Sources close to the Prime Minster have told the Sunday Express she “found out who her friends are” during the rebellion over the EU Withdrawal Bill, when pro-EU Tory colleagues voted against a Government three-line whip on Brexit.
One impeccably-placed insider said the defeat made Mrs May realise that her support in the party lies with the Brexiteers, not the Remainers.
They said: “Theresa found out who her friends are during that defeat and realised that most of the support, both inside and outside the party, lies with Brexit.
“Theresa genuinely sees herself as a public servant carrying out the people’s will and has lost a degree of respect for those who keep trying to reverse the referendum result.
“She genuinely wants the best for Britain and to make the most of the opportunities ahead.”

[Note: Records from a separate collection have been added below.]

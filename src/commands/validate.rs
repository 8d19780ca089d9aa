use crate::artifact::BatchManifest;
use crate::config::Config;
use crate::export::genotypes::{read_genotype_tables, write_genotype_table};
use crate::export::outcomes::JsonLinesSink;
use crate::genotype::GenotypeStore;
use crate::map_registry::{MapRegistry, RegistrySnapshot};
use crate::pipeline::{BatchPipeline, BatchReport};
use crate::validation::{ArtifactOutcome, ValidationEngine};
use anyhow::{Context, Result};
use std::fs;
use std::path::{Path, PathBuf};
use std::sync::Arc;
use tracing::info;

/// Subdirectory of the output directory holding one genotype table per accepted report.
pub const GENOTYPE_DIR: &str = "genotypes";

pub fn run(
    config: &Config,
    manifest: PathBuf,
    registry: PathBuf,
    output_dir: PathBuf,
    dry_run: bool,
) -> Result<()> {
    let dry_run = dry_run || config.dry_run;
    let statuses = Arc::new(config.status_registry()?);
    let maps = Arc::new(load_registry(&registry)?);
    let genotype_dir = output_dir.join(GENOTYPE_DIR);
    let store = Arc::new(load_store(&genotype_dir, &maps)?);
    let engine = Arc::new(ValidationEngine::from_config(config, statuses, Arc::clone(&maps), store)?);

    let base = manifest.parent().unwrap_or_else(|| Path::new("."));
    let artifacts = BatchManifest::load(&manifest)?.artifacts(base)?;
    info!(uploads = artifacts.len(), manifest = %manifest.display(), "manifest loaded");

    fs::create_dir_all(&output_dir)
        .with_context(|| format!("Failed to create output directory {}", output_dir.display()))?;
    let mut sink = JsonLinesSink::append(&output_dir.join("outcomes.jsonl"))?;

    let pipeline = BatchPipeline::new(engine, config.workers).with_progress();
    let report = pipeline.run(artifacts, &mut sink)?;
    sink.into_inner()?;

    if dry_run {
        info!("dry run: registry and genotype tables left untouched");
    } else {
        fs::create_dir_all(&genotype_dir)
            .with_context(|| format!("Failed to create {}", genotype_dir.display()))?;
        for outcome in report.outcomes.iter().filter(|o| !o.genotypes.is_empty()) {
            let path = genotype_dir.join(genotype_table_name(outcome));
            write_genotype_table(&path, &outcome.genotypes)?;
            info!(upload = %outcome.upload_id, samples = outcome.genotypes.len(), path = %path.display(), "genotype table written");
        }
        maps.snapshot().save(&registry)?;
    }

    print_summary(&report);
    Ok(())
}

/// Tables of earlier runs, so reloading a sample counts as a replacement.
fn load_store(genotype_dir: &Path, maps: &MapRegistry) -> Result<GenotypeStore> {
    let store = GenotypeStore::new();
    let samples = read_genotype_tables(genotype_dir, maps)?;
    if !samples.is_empty() {
        info!(samples = samples.len(), path = %genotype_dir.display(), "stored genotypes loaded");
        store.commit(samples.into_values().collect());
    }
    Ok(store)
}

/// A missing snapshot starts an empty registry.
fn load_registry(path: &Path) -> Result<MapRegistry> {
    if path.exists() {
        let registry = MapRegistry::from_snapshot(RegistrySnapshot::load(path)?)?;
        info!(maps = registry.len(), path = %path.display(), "map registry loaded");
        Ok(registry)
    } else {
        Ok(MapRegistry::new())
    }
}

fn genotype_table_name(outcome: &ArtifactOutcome) -> String {
    let stem = Path::new(&outcome.file_name)
        .file_stem()
        .map(|stem| stem.to_string_lossy().into_owned())
        .unwrap_or_else(|| outcome.upload_id.clone());
    format!("{}_{}.csv", outcome.upload_id, stem)
}

fn print_summary(report: &BatchReport) {
    for outcome in &report.outcomes {
        println!(
            "{:<12} {:<5} {}",
            outcome.upload_id,
            outcome.code(),
            outcome.processing_notes()
        );
    }
    println!(
        "\n{} uploads: {} accepted, {} rejected",
        report.outcomes.len(),
        report.accepted(),
        report.rejected()
    );
    if report.stats.panicked > 0 {
        println!("{} uploads could not be processed", report.stats.panicked);
    }
}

Determined to fulfil her promise to secure a “deep and meaningful” post-Brexit partnership with the bloc in the form of a bespoke free trade agreement, Mrs May has told colleagues she is willing to “walk away” during the trade talks, which begin formally in March.
A reliable source said: “Many questioned why Theresa didn’t walk away during phase one of the talks, when Arlene Foster’s intervention looked set to put the kibosh on everything.
In the end she didn’t need to because the EU came running, finally realising what they were set to lose.
“But there is a sense that Theresa is not ruling it out if the trade talks hit a similar stalemate.
“That is the ace in her back pocket and having put millions of pounds on the table, she is in a strong position to walk away.”
Under the premise that “nothing is agreed until everything is agreed”, Mrs May has insisted there will be no transitional deal with the EU unless the UK settles its final trading relationship with Brussels by October.
This opens the door to her being able to withdraw Britain’s offer to pay the EU up to £39million until 2021.
Mrs May’s Cabinet is still thrashing out the UK’s preferred end state.
Leading Brexiteers Boris Johnson and Michael Gove believe they are winning the battle for a “divergent” EU withdrawal rather than the closer alliance advocated by Remainers Philip Hammond and Amber Rudd.
Mrs May told a 10-strong Brexit “war Cabinet” of senior ministers before Christmas that the Government must “aim high” by bargaining hard for the best possible deal rather than accepting what the EU is currently prepared to offer.
Brexit Secretary David Davis last week warned the EU negotiations were set to “turn nasty”, adding: “Get ready for thunder and lightning.”
Financial services could be an area where splits emerge between the 27 remaining EU members.
Mrs May was cheered last month by comments from Polish and Italian prime ministers Mateusz Morawiecki and Paolo Gentiloni indicating a willingness to consider a deal that covers services.